As far as I know, I could always read. I am pretty sure I came out of the womb ready and able to pick up my first chapter book.  Well, maybe I need a few years to get to that point, but I know that in kindergarten I read When I Have a Little Girl aloud to my class as my “share” and by the first grade, I was begging my mom to take me to the library to pick up the latest Babysitter’s Club book.  We went to the library every Wednesday after school following some playtime at the park across the street.  Soon after, I decided that those library books had an oddly sickly vomit smell, and persuaded my patient mother to buy me fresh, un-stinky books from the bookstore instead.  “I’ll enjoy them more that way, Mom, I am sure I said convincingly.  I would wait not so patiently until the latest adventure of those wonderful babysitters arrived at the store.  As I got older, I mowed through R.L.Stine, Roald Dahl, and more.  I arrived in the fourth grade at a “grown-up” book.  Jurassic Park by Michael Crichton.  I had no idea what all the science stuff was and probably glossed over entire chapters; but there were dinosaurs eating people and my dad had read it so it was good enough for me.  As an added bonus, all the other kids in my class were wowed by my literary taste. 
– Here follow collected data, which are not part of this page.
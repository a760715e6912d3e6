use std::collections::VecDeque;

use futures::stream::{self, BoxStream, StreamExt};

use crate::{FileStat, LayerFsResult, StorageBackend, VirtualPath};

//--------------------------------------------------------------------------------------------------
// Types
//--------------------------------------------------------------------------------------------------

/// A file found by a [`Traversal`], with its stats if they were requested.
pub type TraversalEntry = (VirtualPath, Option<FileStat>);

/// A depth-first walk over the files of one storage backend.
///
/// The walk keeps an explicit worklist instead of recursing, so its memory use grows with the
/// width of the tree and not with the depth of the call stack. Files of a directory are yielded
/// in listing order before any of its subdirectories are entered.
///
/// Paths that disappear between being listed and being inspected are skipped. Every other backend
/// error is yielded once and the walk carries on with the next entry.
///
/// A traversal holds no state across walks: build a new one to walk again.
pub struct Traversal<'a> {
    backend: &'a dyn StorageBackend,
    recursive: bool,
    include_stats: bool,

    /// Directories waiting to be listed. The next one is at the end.
    pending: Vec<VirtualPath>,

    /// Entries of the directory being walked, waiting to be inspected.
    queued: VecDeque<VirtualPath>,

    /// Subdirectories found in the directory being walked.
    subdirs: Vec<VirtualPath>,
}

//--------------------------------------------------------------------------------------------------
// Methods
//--------------------------------------------------------------------------------------------------

impl<'a> Traversal<'a> {
    /// Creates a traversal of the files under `root`.
    ///
    /// ## Arguments
    ///
    /// * `backend` - The backend to walk
    /// * `root` - The directory to start from
    /// * `recursive` - Whether to descend into subdirectories
    /// * `include_stats` - Whether to yield the stats of each file
    pub fn new(
        backend: &'a dyn StorageBackend,
        root: impl Into<VirtualPath>,
        recursive: bool,
        include_stats: bool,
    ) -> Self {
        Self {
            backend,
            recursive,
            include_stats,
            pending: vec![root.into()],
            queued: VecDeque::new(),
            subdirs: Vec::new(),
        }
    }

    /// Returns the next file of the walk, or `None` once every directory has been visited.
    pub async fn next(&mut self) -> Option<LayerFsResult<TraversalEntry>> {
        loop {
            if let Some(path) = self.queued.pop_front() {
                let stat = match self.backend.stat(&path).await {
                    Ok(stat) => stat,
                    Err(e) if e.is_not_found() => {
                        tracing::debug!("path disappeared before stat: {}", path);
                        continue;
                    }
                    Err(e) => return Some(Err(e)),
                };

                if stat.is_directory() {
                    if self.recursive {
                        self.subdirs.push(path);
                    } else {
                        tracing::trace!("not descending into {}", path);
                    }
                    continue;
                }

                let stat = self.include_stats.then_some(stat);
                return Some(Ok((path, stat)));
            }

            // Subdirectories are pushed in reverse so they are entered in listing order
            self.pending.extend(self.subdirs.drain(..).rev());
            let dir = self.pending.pop()?;

            match self.backend.readdir(&dir).await {
                Ok(names) => {
                    tracing::trace!("walking {} ({} entries)", dir, names.len());
                    self.queued = names.iter().map(|name| dir.join(name)).collect();
                }
                Err(e) if e.is_not_found() => {
                    tracing::debug!("directory disappeared during walk: {}", dir);
                }
                Err(e) => return Some(Err(e)),
            }
        }
    }

    /// Turns the walk into a stream of entries.
    pub fn into_stream(self) -> BoxStream<'a, LayerFsResult<TraversalEntry>> {
        stream::unfold(self, |mut walk| async move {
            let item = walk.next().await?;
            Some((item, walk))
        })
        .boxed()
    }

    /// Runs the walk to completion, stopping at the first error.
    pub async fn collect(mut self) -> LayerFsResult<Vec<TraversalEntry>> {
        let mut entries = Vec::new();
        while let Some(entry) = self.next().await {
            entries.push(entry?);
        }

        Ok(entries)
    }
}

//--------------------------------------------------------------------------------------------------
// Functions
//--------------------------------------------------------------------------------------------------

/// Lists every file under `root` together with its stats.
///
/// Paths that vanish during the walk are skipped. Any other error aborts the listing.
pub async fn list_files(
    backend: &dyn StorageBackend,
    root: &VirtualPath,
) -> LayerFsResult<Vec<(VirtualPath, FileStat)>> {
    let entries = Traversal::new(backend, root, true, true).collect().await?;
    Ok(entries
        .into_iter()
        .filter_map(|(path, stat)| stat.map(|stat| (path, stat)))
        .collect())
}

//--------------------------------------------------------------------------------------------------
// Tests
//--------------------------------------------------------------------------------------------------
            I read the newspaper, I read Time magazine, I read the articles in National Geographic, I read Nancy Drew (many times over); I read pretty much anything I could get my hands on. I still read those same things now.  Reading is still my favorite hobby, although now I have to carve out time in my schedule.  I manage to find time to read nearly every night, in the bath and then in bed before I fall asleep.  The trick now is finding something to read in my house that I have not already read.  Throughout my experience as an undergrad, I honed my love for American Literature, particularly African American literature. I love memoirs, contemporary literature, books about the immigrant experience, coming of age novels, historical non-fiction and fiction, even works of fantasy.  It is these works that transport my sacred alone time into moments spent in another world in my mind.  I catch myself from time to time while reading wondering how I got to that [lace and realize then it will only take another sentence or two to get back into that magical state.  It happens effortlessly and easily, like slipping into the covers at night.  It wraps me up like a cozy blanket and pus me into a dream like state.  There is nothing more divinely agonizing than savoring those last few pages of a book that has come to be your best friend. 

Happy Reading!

Erin

 

SAMPLE SUMMARY

The Wake by Paul Kingsnorth

The first noticable characteristic about The Wake is that it is written in a cross between Old English and modern English, which may make this text unapproachable to some and a challenge to others. It begins, for example with the lines "the night was clere though i slept i seen it. though i slept i seen the calm hierde naht only the still. when i gan down to sleep all was clere in the land and my dreams was full of stillness but my dreams did not cepe me still when i woc in the mergen all was blaec though the night had gan and all wolde be blaec after and for all time." The author would comment that he could not do the subject matter justice without writing in the tongue of the times, but since he also added to the Old English dialect, this seems pretentious of Kingsnorth. The novel takes place in England a few weeks before the Battle of Hastings, when William the Conqueror of Normany invaded England and overthrew King Harold of England. Our narrator is unnamed, but carries the title of buccmaster, though there is no indication what this means. He is a land-owning farmer and the novel starts with buccmaster's dreams, which is first of a bird, then of a comet, and seems to be prophetic in nature, warning of the coming of some invader. It is also written, somewhat, like an epic poem, being repetative in nature at times, and poetic in the prose. The title of the novel, I have learned through some research, refers to an English hero named Hereward, who is called The Wake and who harries William several years after the Battle of Hastings. The subject seems interesting, so I am eager to see where this novel goes.